Stored data entries –
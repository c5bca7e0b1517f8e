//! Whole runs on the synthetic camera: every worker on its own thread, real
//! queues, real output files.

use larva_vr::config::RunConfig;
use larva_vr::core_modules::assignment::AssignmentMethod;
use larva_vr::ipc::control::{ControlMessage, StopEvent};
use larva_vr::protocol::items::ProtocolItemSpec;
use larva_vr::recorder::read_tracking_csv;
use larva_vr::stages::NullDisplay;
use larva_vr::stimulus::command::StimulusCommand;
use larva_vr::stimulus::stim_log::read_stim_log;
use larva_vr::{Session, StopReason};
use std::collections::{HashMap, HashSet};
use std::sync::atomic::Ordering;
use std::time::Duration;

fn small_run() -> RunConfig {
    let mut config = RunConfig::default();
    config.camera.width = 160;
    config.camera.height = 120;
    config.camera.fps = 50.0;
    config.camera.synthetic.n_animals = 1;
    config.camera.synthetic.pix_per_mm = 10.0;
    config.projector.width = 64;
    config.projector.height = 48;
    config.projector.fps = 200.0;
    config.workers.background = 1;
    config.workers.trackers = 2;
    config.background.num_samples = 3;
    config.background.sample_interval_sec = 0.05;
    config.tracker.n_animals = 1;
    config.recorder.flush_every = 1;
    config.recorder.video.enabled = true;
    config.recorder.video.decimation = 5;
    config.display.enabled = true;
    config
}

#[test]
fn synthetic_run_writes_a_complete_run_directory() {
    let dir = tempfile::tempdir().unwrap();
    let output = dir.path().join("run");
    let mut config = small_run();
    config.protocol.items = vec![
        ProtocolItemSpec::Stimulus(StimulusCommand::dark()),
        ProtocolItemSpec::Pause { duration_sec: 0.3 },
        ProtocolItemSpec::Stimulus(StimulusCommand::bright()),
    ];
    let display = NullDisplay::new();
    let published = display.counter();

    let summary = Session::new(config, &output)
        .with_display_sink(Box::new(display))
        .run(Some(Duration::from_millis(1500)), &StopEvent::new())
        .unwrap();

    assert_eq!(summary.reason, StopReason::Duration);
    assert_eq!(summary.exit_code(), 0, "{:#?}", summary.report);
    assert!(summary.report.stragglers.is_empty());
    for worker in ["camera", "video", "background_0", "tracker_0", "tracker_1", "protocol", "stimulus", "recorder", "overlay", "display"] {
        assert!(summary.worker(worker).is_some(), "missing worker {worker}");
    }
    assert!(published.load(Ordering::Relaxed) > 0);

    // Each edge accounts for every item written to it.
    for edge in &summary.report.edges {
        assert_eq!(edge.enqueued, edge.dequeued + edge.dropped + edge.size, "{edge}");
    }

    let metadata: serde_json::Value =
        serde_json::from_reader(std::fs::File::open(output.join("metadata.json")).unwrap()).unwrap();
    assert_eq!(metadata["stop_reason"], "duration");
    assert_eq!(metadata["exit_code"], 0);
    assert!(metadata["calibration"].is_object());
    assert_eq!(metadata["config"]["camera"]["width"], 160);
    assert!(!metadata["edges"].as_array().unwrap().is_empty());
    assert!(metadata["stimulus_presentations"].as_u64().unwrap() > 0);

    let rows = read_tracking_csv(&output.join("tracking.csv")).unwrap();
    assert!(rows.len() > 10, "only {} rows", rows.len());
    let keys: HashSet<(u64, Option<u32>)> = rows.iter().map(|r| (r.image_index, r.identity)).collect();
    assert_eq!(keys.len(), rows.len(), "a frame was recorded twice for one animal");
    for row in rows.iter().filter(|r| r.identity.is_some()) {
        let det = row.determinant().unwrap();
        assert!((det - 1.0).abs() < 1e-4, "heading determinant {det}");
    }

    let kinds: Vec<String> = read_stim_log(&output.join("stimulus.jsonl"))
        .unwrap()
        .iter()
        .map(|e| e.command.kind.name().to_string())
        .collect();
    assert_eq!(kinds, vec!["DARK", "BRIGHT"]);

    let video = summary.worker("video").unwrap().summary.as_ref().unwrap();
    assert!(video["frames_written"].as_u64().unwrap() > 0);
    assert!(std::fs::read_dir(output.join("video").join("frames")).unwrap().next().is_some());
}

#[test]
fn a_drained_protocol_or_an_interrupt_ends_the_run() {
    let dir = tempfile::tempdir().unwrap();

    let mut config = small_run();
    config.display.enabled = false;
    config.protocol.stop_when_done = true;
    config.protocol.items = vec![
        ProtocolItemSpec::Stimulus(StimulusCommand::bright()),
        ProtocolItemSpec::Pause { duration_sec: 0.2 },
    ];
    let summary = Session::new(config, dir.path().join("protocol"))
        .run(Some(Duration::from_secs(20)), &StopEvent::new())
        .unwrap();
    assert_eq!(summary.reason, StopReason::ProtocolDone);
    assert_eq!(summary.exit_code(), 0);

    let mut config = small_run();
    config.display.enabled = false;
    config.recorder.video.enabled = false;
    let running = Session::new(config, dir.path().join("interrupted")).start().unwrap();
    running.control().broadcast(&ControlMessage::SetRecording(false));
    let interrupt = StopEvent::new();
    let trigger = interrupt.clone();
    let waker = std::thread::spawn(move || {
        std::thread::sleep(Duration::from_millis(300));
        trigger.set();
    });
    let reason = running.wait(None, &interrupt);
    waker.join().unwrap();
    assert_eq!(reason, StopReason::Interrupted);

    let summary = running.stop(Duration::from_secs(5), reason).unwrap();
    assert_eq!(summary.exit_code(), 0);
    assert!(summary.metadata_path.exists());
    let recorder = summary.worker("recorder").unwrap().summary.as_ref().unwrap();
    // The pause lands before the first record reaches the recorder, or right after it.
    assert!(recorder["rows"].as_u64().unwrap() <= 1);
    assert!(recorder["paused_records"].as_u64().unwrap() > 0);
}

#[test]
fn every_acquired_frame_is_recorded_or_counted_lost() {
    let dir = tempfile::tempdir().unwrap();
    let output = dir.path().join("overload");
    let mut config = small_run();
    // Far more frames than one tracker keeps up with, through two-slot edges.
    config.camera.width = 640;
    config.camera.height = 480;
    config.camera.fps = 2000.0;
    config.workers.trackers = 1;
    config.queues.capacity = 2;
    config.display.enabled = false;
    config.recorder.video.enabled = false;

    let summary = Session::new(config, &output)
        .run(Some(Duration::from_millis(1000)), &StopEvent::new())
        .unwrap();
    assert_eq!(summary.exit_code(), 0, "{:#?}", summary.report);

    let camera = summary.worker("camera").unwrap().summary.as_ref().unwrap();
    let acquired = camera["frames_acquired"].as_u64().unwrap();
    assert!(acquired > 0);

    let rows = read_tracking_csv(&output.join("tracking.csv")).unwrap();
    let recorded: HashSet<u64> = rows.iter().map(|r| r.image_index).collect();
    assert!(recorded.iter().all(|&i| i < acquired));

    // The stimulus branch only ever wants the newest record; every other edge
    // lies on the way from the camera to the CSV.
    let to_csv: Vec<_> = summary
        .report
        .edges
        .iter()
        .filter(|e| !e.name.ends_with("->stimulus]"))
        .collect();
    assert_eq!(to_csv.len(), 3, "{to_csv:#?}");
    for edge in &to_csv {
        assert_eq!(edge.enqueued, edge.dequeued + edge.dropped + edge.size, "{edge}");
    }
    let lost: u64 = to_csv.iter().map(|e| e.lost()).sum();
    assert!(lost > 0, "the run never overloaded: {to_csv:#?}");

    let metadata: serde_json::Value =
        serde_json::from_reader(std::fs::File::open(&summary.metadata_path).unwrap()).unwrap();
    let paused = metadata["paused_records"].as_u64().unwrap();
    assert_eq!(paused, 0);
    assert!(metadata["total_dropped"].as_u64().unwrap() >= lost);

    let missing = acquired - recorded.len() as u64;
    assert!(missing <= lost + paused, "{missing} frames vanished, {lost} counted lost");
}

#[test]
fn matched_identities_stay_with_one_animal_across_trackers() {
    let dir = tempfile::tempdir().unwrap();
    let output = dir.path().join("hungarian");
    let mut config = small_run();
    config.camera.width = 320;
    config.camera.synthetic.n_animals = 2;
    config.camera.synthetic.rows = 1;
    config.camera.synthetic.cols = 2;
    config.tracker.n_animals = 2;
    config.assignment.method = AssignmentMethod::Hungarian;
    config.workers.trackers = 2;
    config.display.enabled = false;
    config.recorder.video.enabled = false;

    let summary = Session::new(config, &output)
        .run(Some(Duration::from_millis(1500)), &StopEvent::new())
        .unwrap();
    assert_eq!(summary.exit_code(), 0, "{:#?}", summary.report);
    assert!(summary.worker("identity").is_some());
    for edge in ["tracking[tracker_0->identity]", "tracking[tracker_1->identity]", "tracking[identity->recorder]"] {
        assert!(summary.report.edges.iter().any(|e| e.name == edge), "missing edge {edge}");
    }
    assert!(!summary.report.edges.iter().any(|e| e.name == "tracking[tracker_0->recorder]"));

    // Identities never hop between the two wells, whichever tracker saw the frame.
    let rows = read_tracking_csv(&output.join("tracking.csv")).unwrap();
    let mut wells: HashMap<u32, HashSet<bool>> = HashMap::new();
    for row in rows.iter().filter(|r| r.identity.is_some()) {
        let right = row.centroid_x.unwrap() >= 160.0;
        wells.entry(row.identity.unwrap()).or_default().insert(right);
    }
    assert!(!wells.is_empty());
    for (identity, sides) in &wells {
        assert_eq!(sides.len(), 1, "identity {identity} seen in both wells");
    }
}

--

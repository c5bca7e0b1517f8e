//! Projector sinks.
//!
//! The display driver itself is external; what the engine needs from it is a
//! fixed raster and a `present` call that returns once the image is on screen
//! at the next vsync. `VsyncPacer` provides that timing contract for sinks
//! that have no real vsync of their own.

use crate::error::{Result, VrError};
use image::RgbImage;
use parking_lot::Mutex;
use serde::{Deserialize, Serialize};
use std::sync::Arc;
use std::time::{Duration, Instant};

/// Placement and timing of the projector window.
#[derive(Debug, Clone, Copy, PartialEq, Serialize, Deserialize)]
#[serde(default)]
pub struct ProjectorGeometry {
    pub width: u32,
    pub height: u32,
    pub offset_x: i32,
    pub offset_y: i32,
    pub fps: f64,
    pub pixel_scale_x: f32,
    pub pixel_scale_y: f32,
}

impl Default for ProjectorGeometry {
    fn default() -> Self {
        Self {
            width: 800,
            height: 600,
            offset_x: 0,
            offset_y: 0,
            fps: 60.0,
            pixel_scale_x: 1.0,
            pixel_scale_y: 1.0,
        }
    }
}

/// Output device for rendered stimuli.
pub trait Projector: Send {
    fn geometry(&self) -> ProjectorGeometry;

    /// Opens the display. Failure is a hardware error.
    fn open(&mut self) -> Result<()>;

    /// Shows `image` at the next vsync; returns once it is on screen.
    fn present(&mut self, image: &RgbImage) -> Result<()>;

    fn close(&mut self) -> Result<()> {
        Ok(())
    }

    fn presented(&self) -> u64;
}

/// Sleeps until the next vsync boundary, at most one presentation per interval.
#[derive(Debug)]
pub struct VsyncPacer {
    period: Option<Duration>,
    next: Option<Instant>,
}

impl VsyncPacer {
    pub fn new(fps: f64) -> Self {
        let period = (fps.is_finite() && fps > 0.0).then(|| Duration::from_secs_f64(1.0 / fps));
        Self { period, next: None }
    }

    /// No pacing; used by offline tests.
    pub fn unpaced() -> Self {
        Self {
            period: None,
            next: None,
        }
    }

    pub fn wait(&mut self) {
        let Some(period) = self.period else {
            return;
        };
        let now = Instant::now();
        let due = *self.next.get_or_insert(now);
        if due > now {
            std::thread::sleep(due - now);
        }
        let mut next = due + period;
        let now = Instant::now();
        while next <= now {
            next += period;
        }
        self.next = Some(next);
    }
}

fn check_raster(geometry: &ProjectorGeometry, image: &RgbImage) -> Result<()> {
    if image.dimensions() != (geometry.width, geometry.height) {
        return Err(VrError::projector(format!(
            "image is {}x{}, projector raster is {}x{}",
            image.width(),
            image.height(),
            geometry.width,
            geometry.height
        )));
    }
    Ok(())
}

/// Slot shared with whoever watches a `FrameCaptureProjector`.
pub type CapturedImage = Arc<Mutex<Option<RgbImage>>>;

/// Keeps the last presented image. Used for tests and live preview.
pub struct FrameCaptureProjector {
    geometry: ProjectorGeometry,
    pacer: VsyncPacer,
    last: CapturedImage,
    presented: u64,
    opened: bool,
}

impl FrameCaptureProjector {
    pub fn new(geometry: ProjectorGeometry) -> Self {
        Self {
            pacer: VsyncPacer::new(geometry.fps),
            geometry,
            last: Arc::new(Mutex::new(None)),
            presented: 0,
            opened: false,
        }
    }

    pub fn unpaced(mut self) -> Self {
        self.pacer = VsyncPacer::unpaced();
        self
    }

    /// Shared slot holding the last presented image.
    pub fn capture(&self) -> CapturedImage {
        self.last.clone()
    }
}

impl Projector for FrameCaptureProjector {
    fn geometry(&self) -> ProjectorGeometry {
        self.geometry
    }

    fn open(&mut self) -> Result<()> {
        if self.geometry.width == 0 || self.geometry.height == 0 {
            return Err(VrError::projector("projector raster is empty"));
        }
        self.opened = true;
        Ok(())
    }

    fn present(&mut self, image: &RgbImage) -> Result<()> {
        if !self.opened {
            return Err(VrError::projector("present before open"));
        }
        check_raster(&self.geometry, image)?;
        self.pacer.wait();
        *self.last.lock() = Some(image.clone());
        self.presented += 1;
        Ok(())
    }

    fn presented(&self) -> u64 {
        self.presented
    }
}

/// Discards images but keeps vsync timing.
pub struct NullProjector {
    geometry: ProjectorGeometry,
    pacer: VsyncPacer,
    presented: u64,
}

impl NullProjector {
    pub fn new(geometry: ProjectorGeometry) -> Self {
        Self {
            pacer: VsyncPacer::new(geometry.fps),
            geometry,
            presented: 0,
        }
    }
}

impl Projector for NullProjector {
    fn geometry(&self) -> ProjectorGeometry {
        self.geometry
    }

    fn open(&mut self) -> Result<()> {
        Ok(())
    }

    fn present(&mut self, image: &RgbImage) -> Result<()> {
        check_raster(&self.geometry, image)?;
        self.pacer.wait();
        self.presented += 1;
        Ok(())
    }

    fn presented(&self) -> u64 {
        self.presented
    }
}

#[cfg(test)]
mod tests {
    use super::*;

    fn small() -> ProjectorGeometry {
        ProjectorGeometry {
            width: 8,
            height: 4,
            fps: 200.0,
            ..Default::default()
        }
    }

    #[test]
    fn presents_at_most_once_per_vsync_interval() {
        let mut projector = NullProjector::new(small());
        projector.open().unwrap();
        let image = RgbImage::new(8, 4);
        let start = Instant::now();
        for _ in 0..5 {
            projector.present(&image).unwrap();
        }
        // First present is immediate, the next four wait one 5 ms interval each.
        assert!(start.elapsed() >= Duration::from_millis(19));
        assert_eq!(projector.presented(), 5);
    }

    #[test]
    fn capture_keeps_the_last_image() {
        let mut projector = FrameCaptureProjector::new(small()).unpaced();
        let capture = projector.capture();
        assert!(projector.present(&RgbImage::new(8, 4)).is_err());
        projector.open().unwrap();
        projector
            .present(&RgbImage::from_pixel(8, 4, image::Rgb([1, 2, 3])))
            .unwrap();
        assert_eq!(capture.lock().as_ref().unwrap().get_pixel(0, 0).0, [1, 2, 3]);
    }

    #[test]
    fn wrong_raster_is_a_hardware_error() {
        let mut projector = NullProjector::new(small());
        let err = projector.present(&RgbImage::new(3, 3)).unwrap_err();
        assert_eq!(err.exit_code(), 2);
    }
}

Work item –
The answer must be every line of the records above that holds the word "only".

Result of this exercise –
    assert!(rows.len() > 10, "only {} rows", rows.len());
    // The stimulus branch only ever wants the newest record; every other edge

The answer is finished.